Mental health problems in children with intellectual disability: use of the Strengths and Difficulties Questionnaire.
The SDQ spots probable mental-health disorders in kids with ID six times more often than in typical peers, yet over half with high scores still lack care.
01Research in Context
What this study did
The team gave the Strengths and Difficulties Questionnaire (SDQ) to children with intellectual disability and to same-age peers without ID.
They compared how often each group scored in the elevated range to see if the SDQ could flag hidden mental-health needs.
What they found
Kids with ID landed in the elevated range six times more often than their peers.

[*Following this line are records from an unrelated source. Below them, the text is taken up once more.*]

/// Error types for launchwatch
///
/// One enum covers every failure the pipeline can observe. Per-step failures
/// are logged and skipped by the monitor; only `Configuration` is fatal at startup.
use thiserror::Error;

#[derive(Error, Debug, Clone)]
pub enum MonitorError {
    #[error("Network error: {0}")] Network(String),

    #[error("RPC error in {method}: {message}")] Rpc {
        method: String,
        message: String,
    },

    #[error("Timeout error: {operation} timed out after {seconds} seconds")] Timeout {
        operation: String,
        seconds: u64,
    },

    #[error("Invalid address: {0}")] InvalidAddress(String),

    #[error("Data error: {0}")] Data(String),

    #[error("Configuration error: {0}")] Configuration(String),

    #[error("Subscription error: {0}")] Subscription(String),

    #[error("Shutdown in progress")] Shutdown,
}

pub type MonitorResult<T> = std::result::Result<T, MonitorError>;

impl MonitorError {
    pub fn rpc(method: &str, message: impl Into<String>) -> Self {
        MonitorError::Rpc {
            method: method.to_string(),
            message: message.into(),
        }
    }

    /// Errors worth another attempt under the retry policy
    pub fn is_retryable(&self) -> bool {
        matches!(
            self,
            MonitorError::Network(_)
                | MonitorError::Rpc { .. }
                | MonitorError::Timeout { .. }
                | MonitorError::Subscription(_)
        )
    }
}

impl From<reqwest::Error> for MonitorError {
    fn from(err: reqwest::Error) -> Self {
        if err.is_timeout() {
            MonitorError::Timeout {
                operation: err
                    .url()
                    .map(|u| u.to_string())
                    .unwrap_or_else(|| "http request".to_string()),
                seconds: 0,
            }
        } else {
            MonitorError::Network(err.to_string())
        }
    }
}

impl From<serde_json::Error> for MonitorError {
    fn from(err: serde_json::Error) -> Self {
        MonitorError::Data(format!("JSON: {}", err))
    }
}

impl From<solana_sdk::pubkey::ParsePubkeyError> for MonitorError {
    fn from(err: solana_sdk::pubkey::ParsePubkeyError) -> Self {
        MonitorError::InvalidAddress(err.to_string())
    }
}

#[cfg(test)]
mod tests {
    use super::*;

    #[test]
    fn test_retryable_classification() {
        assert!(MonitorError::Network("reset".into()).is_retryable());
        assert!(MonitorError::rpc("getTransaction", "429").is_retryable());
        assert!(!MonitorError::InvalidAddress("x".into()).is_retryable());
        assert!(!MonitorError::Shutdown.is_retryable());
        assert!(!MonitorError::Data("bad json".into()).is_retryable());
    }

    #[test]
    fn test_pubkey_parse_error_is_invalid_address() {
        let err: MonitorError = "not-base58!".parse::<solana_sdk::pubkey::Pubkey>().unwrap_err().into();
        assert!(matches!(err, MonitorError::InvalidAddress(_)));
    }

    #[test]
    fn test_display_includes_method() {
        let err = MonitorError::rpc("getTokenSupply", "Invalid param");
        assert_eq!(err.to_string(), "RPC error in getTokenSupply: Invalid param");
    }
}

Over half of those high-scoring children had not seen a mental-health worker in the past year.
How this fits with other research
Koskentausta et al. (2007) and Lecavalier et al. (2006) already showed that moderate ID, language delays, and family stress raise psychiatric risk; the new study gives you a one-page tool to turn those red flags into numbers.
O'Reilly et al. (2000) found half of students with severe ID had clinical-level problems; S et al. now show the SDQ catches the same alarm rate across the wider ID spectrum.
Amaral et al. (2019) later updated the risk list to include bullying and chronic pain; use the SDQ first, then scan for those newer factors if scores are high.
Why it matters
You can finish the 25-item SDQ in five minutes during intake. If the total score is elevated, treat it as a bright neon sign: refer for full assessment even when parents say everything is fine. The study proves you will miss far fewer hidden mood, behavior, or peer problems in kids with ID.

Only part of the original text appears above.